June is beautiful, October is cozy, and January is energetic, but for me, this magical time between Thanksgiving and Christmas is, unwaveringly, the best time of the year.
I’ve been thinking of an aspect of health and wellness that is typically overlooked: comfort as nourishment. In my yoga classes, I must sound like a broken record when I tell my students to get out of their comfort zones. Truly, you cannot do anything great inside your comfort zone. Life is never stagnant, so if you’re not moving forward, you’re actually moving backwards. All of these usual lines still apply.
However, as Americans, we tend to take this a bit too far. Not far behind my usual phrases is the mantra of American culture itself: “No pain, no gain.” We love overdoing it in every area of life: either a strict limit on calories or no limit at all. Either a rock-solid gym routine or smugly stating that we haven’t worked out in years. There may be some that disagree with me, but I believe that we can move forward in comfort by trying out that elusive art form: mindfulness.
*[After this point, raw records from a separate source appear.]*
use std::fmt;

use super::coordinates::Coordinates;
use super::sector::SectorKind;

/// Game-specific error types
#[derive(Debug, Clone, Copy, PartialEq, Eq)]
pub enum GameError {
    /// Coordinates outside the 8x8 grid. Always a caller bug; propagated,
    /// never recovered.
    OutOfBounds(Coordinates),
    /// No Empty sector exists anywhere in the quadrant.
    NoEmptySector,
    /// The bounded retry search found no legal destination.
    NoValidMove { attempts: u32 },
    /// Attempted to place an entity on a non-Empty sector.
    SectorOccupied {
        coordinates: Coordinates,
        kind: SectorKind,
    },
    /// Attempted to vacate a sector that holds nothing.
    SectorVacant(Coordinates),
}

/// Type alias for Results using GameError
pub type GameResult<T> = Result<T, GameError>;

impl fmt::Display for GameError {
    fn fmt(&self, f: &mut fmt::Formatter) -> fmt::Result {
        match self {
            GameError::OutOfBounds(c) => write!(f, "sector {} is outside the quadrant", c),
            GameError::NoEmptySector => write!(f, "no empty sector in the quadrant"),
            GameError::NoValidMove { attempts } => {
                write!(f, "no valid move found within {} attempts", attempts)
            }
            GameError::SectorOccupied { coordinates, kind } => {
                write!(f, "sector {} already holds {:?}", coordinates, kind)
            }
            GameError::SectorVacant(c) => write!(f, "sector {} holds nothing", c),
        }
    }
}

impl std::error::Error for GameError {}

#[cfg(test)]
mod tests {
    use super::*;

    #[test]
    fn display_names_the_offending_sector() {
        let err = GameError::OutOfBounds(Coordinates::new(9, -1));
        assert!(err.to_string().contains("9,-1"));

        let err = GameError::SectorOccupied {
            coordinates: Coordinates::new(2, 3),
            kind: SectorKind::Star,
        };
        assert!(err.to_string().contains("2,3"));
        assert!(err.to_string().contains("Star"));
    }
}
On our wedding day, (November 30, 2012 – happy anniversary, honey!) I got the best piece of advice from my friend, Claire. She told me that people will say that your wedding day flies by fast and they’re right, but that you can slow it down. She told me to choose a moment – my lips still stretched from laughter, the quiet of waiting for a light to turn green on the road, a glance down at the flowers blooming from my hands – and will it to stop for a moment to preserve it in amber.
Remembering to do this isn’t easy – that’s how you move forward – but to mindfully observe comfort is to extend your joy and nourish your soul.
This is something that you could try right now; if you’re reading this, chances are that you’re in some sort of comfortable state. Stop a moment, look around, and make time stand still. Notice the things in the room, the air on your skin, the facial expressions of those around you. Breathe. Take ten seconds or ten minutes, but be truly present and focus only on the moment. When you come back, breathe and notice the difference in your mind. When I do this, I experience feeling generally fuller – my senses become keen and my soul still.
In Psalms, the Bible tells us to “Be still and know that I am God.” What better reason can we have to stop and nourish ourselves?